# Western Flyer worth it?



## Lisetticamia (Sep 21, 2018)

Hello!!

Do you guys think this Western Flyer is worth $160?  The chrome is bad, and wheels are shot.  It would be to clean up , get new tires and resell. 

Thanks for your help!


----------



## Freqman1 (Sep 21, 2018)

First you need to know what you are looking at. That is  POS made in the 90s to resemble a classic bike but is not a copy of anything WF ever sold. Turn and run--fast! V/r Shawn


----------



## Lisetticamia (Sep 21, 2018)

Freqman1 said:


> First you need to know what you are looking at. That is  POS made in the 90s to resemble a classic bike but is not a copy of anything WF ever sold. Turn and run--fast! V/r Shawn





Turn and run fast, LOL.  The guy wanted $250 a couple of weeks ago. Thanks for helping me not get ripped off. The only thing I saw weird and newer was the saddle bracket that is black.
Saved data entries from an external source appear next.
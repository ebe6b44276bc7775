//! Client configuration from the environment.

use std::time::Duration;

use crate::types::CatalogSource;

/// Env var naming the catalog document URL; unset means the built-in list.
pub const CATALOG_URL_VAR: &str = "SHELF_CATALOG_URL";
/// Env var with a per-request timeout in whole seconds; unset means none.
pub const REQUEST_TIMEOUT_VAR: &str = "SHELF_REQUEST_TIMEOUT_SECS";

#[derive(Debug, Clone, Default, PartialEq, Eq)]
pub struct ClientConfig {
    pub catalog_url: Option<String>,
    pub request_timeout: Option<Duration>,
}

impl ClientConfig {
    pub fn from_env() -> Self {
        Self::from_lookup(|key| std::env::var(key).ok())
    }

    /// Build from an arbitrary key lookup (the process environment in `from_env`).
    pub fn from_lookup<F>(lookup: F) -> Self
    where
        F: Fn(&str) -> Option<String>,
    {
        let catalog_url = lookup(CATALOG_URL_VAR)
            .map(|url| url.trim().to_string())
            .filter(|url| !url.is_empty());

        if catalog_url.is_none() {
            tracing::info!("{CATALOG_URL_VAR} not set; using built-in catalog");
        }

        let request_timeout = lookup(REQUEST_TIMEOUT_VAR).and_then(|raw| {
            match raw.trim().parse::<u64>() {
                Ok(0) => {
                    tracing::warn!("ignoring {REQUEST_TIMEOUT_VAR}=0: a zero timeout fails every fetch");
                    None
                }
                Ok(secs) => Some(Duration::from_secs(secs)),
                Err(err) => {
                    tracing::warn!("ignoring {REQUEST_TIMEOUT_VAR}={raw:?}: {err}");
                    None
                }
            }
        });

        Self {
            catalog_url,
            request_timeout,
        }
    }

    /// Initial data source.
    pub fn source(&self) -> CatalogSource {
        match &self.catalog_url {
            Some(url) => CatalogSource::url(url.clone()),
            None => CatalogSource::sample(),
        }
    }
}
//! Real-time driver
//!
//! Feeds wall-clock time into a shared [`Stage`] from a tokio interval. The
//! lock is held only while virtual time is advanced, never across an await,
//! so view code can read and edit the stage between frames.

use parking_lot::Mutex;
use std::sync::Arc;
use std::time::Duration;
use tokio::task::JoinHandle;
use tokio::time::{Instant, MissedTickBehavior};

use super::store::Stage;

/// Stage shared between the driver and view code
pub type SharedStage = Arc<Mutex<Stage>>;

/// Default gap between driver frames
pub const DEFAULT_FRAME: Duration = Duration::from_millis(50);

/// Why [`Driver::run`] returned
#[derive(Debug, Clone, Copy, PartialEq, Eq)]
pub enum DriverExit {
    /// Playback ended and no bubble is waiting to clear
    Quiescent,
    /// The time limit passed first
    TimedOut,
}

/// Advances a shared stage in real time
pub struct Driver {
    stage: SharedStage,
    frame: Duration,
    limit: Option<Duration>,
}

impl Driver {
    /// Drive `stage` with the default frame length and no time limit
    pub fn new(stage: SharedStage) -> Self {
        Self {
            stage,
            frame: DEFAULT_FRAME,
            limit: None,
        }
    }

    /// Set the frame length
    pub fn with_frame(mut self, frame: Duration) -> Self {
        self.frame = frame.max(Duration::from_millis(1));
        self
    }

    /// Stop after this much wall-clock time even if still playing
    pub fn with_limit(mut self, limit: Duration) -> Self {
        self.limit = Some(limit);
        self
    }

    /// Handle to the driven stage
    pub fn stage(&self) -> SharedStage {
        Arc::clone(&self.stage)
    }

    /// Run until the stage is quiescent or the limit passes
    pub async fn run(self) -> DriverExit {
        let started = Instant::now();
        let mut last = started;
        let mut interval = tokio::time::interval(self.frame);
        interval.set_missed_tick_behavior(MissedTickBehavior::Delay);

        loop {
            interval.tick().await;
            let now = Instant::now();
            let elapsed = now - last;
            last = now;

            let quiescent = {
                let mut stage = self.stage.lock();
                let reports = stage.advance_time(elapsed);
                if !reports.is_empty() {
                    tracing::trace!(ticks = reports.len(), "driver frame");
                }
                stage.is_quiescent()
            };

            if quiescent {
                tracing::debug!(elapsed = ?(now - started), "driver finished");
                return DriverExit::Quiescent;
            }
            if self.limit.is_some_and(|limit| now - started >= limit) {
                tracing::debug!("driver time limit reached");
                return DriverExit::TimedOut;
            }
        }
    }

    /// Run on the current tokio runtime in the background
    pub fn spawn(self) -> JoinHandle<DriverExit> {
        tokio::spawn(self.run())
    }
}

#[cfg(test)]
mod tests {
    use super::*;
    use crate::runtime::command::Command;

    #[tokio::test(start_paused = true)]
    async fn test_driver_plays_program_to_completion() {
        let mut stage = Stage::default();
        let id = stage.add_actor();
        stage.set_position(id, 0.0, 0.0).unwrap();
        for _ in 0..3 {
            stage.append_command(id, Command::move_by(10.0)).unwrap();
        }
        stage.play();

        let shared = Arc::new(Mutex::new(stage));
        let exit = Driver::new(Arc::clone(&shared)).run().await;

        assert_eq!(exit, DriverExit::Quiescent);
        let stage = shared.lock();
        assert!(!stage.is_running());
        assert_eq!(stage.actor(id).unwrap().x, 30.0);
        assert!(stage.now() >= Duration::from_millis(1500));
    }

    #[tokio::test(start_paused = true)]
    async fn test_driver_waits_for_bubble_to_clear() {
        let mut stage = Stage::default();
        let id = stage.add_actor();
        stage.append_command(id, Command::say("hello", Some(2.0))).unwrap();
        stage.play();

        let shared = Arc::new(Mutex::new(stage));
        let exit = Driver::new(Arc::clone(&shared)).spawn().await.unwrap();

        assert_eq!(exit, DriverExit::Quiescent);
        let stage = shared.lock();
        assert_eq!(stage.actor(id).unwrap().speech_text(), "");
        assert!(stage.now() >= Duration::from_millis(2500));
    }

    #[tokio::test(start_paused = true)]
    async fn test_driver_respects_limit() {
        let mut stage = Stage::default();
        let id = stage.add_actor();
        stage
            .append_command(id, Command::repeat(1_000, vec![Command::turn(1)]))
            .unwrap();
        stage.play();

        let shared = Arc::new(Mutex::new(stage));
        let exit = Driver::new(Arc::clone(&shared))
            .with_limit(Duration::from_secs(2))
            .run()
            .await;

        assert_eq!(exit, DriverExit::TimedOut);
        assert!(shared.lock().is_running());
    }
}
What else gives it away?


----------



## Freqman1 (Sep 21, 2018)

A whole lot of stuff. Anytime you see reflectors on the wheels and pedals this is a good indicator it’s not 1950s. Also I believe the head badge on these says something like “Circa 1950” which no original bike would ever say.  These bikes are well known in the hobby. I said it before but I’ll say it again. Before you spend your first nickel on a bicycle you need to spend a few hundred on books and read them. This can save you hundreds if not thousands down the road. V/r Shawn


----------



## vincev (Sep 21, 2018)

Like they said,"dont buy"


----------



## Balloonoob (Feb 10, 2019)

Wow this is great info for a beginner.  Feel free to school me further and correct me if I'm wrong but..... I could tell something was wrong based on the seat and post.... Sure didn't look 1950s to me..... The pedal and wheel reflectors comment also make sense    never see those or this newer style front reflector on an old bike either for that matter right? Also the head badge looks like a sticker. The gooseneck bolt seems to be incorrectly placed. Seems like it should have a chain tensioner. Not sure when the western flyer (Huffman built?) switched from skiptooth to half inch. There is no year or decade for that matter in the above listing .... The kickstand does not look right. The look of the seat cover is actually pretty well imitated here.  This one on ebay for 500 dollars looks like a fake. https://www.ebay.com/itm/western-flyer/262071216222?hash=item3d04a9685e:g:ufoAAOSwsB9WCtr3. This one on eBay is a replica in Better shape for 98 dollars. https://www.ebay.com/itm/Vintage-We...ke-RED-Gas-Tank-Style-50s-1980s-/254116673796


----------



## vincev (Feb 10, 2019)

Avoid repops.Buy the real thing


----------



## Shawn Michael (Feb 10, 2019)

Half that maybe for a bad repop. It needs wheels and tires, for $75 it may be worth your time.


----------



## rustjunkie (Feb 10, 2019)




----------



## Balloonoob (Feb 10, 2019)

Oh great i posted the ebay link for the 500 dollar repop and now it advertises on the bottom of the thread.  Free advertising for this joker. Like they said,"dont buy".  Especially don't buy then blame me.


----------



## Balloonoob (Feb 10, 2019)

Well to me this looks like a 500 dollar repop. Can someone please confirm my suspicion before they officially labeled a joker here on the cabe.  This one on ebay for 500 dollars looks like a fake. https://www.ebay.com/itm/western-flyer/262071216222?hash=item3d04a9685e:g:ufoAAOSwsB9WCtr3.


----------



## Balloonoob (Feb 10, 2019)

Ahhhh it does say circa 1950 on the sticker head badge. Now I am more confident that they are the joker and I am not.


----------



## Balloonoob (Feb 13, 2019)

Uhhhh. Is this another one? https://www.ebay.com/itm/Vintage-We...172959687819?_trksid=p2385738.m4383.l4275.c10 pedals have reflectors. No chain tensioner    same circa 1950 sticker head badge.  Seller has good positive feedback and is also selling a Huffman bike that looks authentic. https://www.ebay.com/itm/vintage-hu...m=172959688622&_trksid=p2349624.c100891.m5206


----------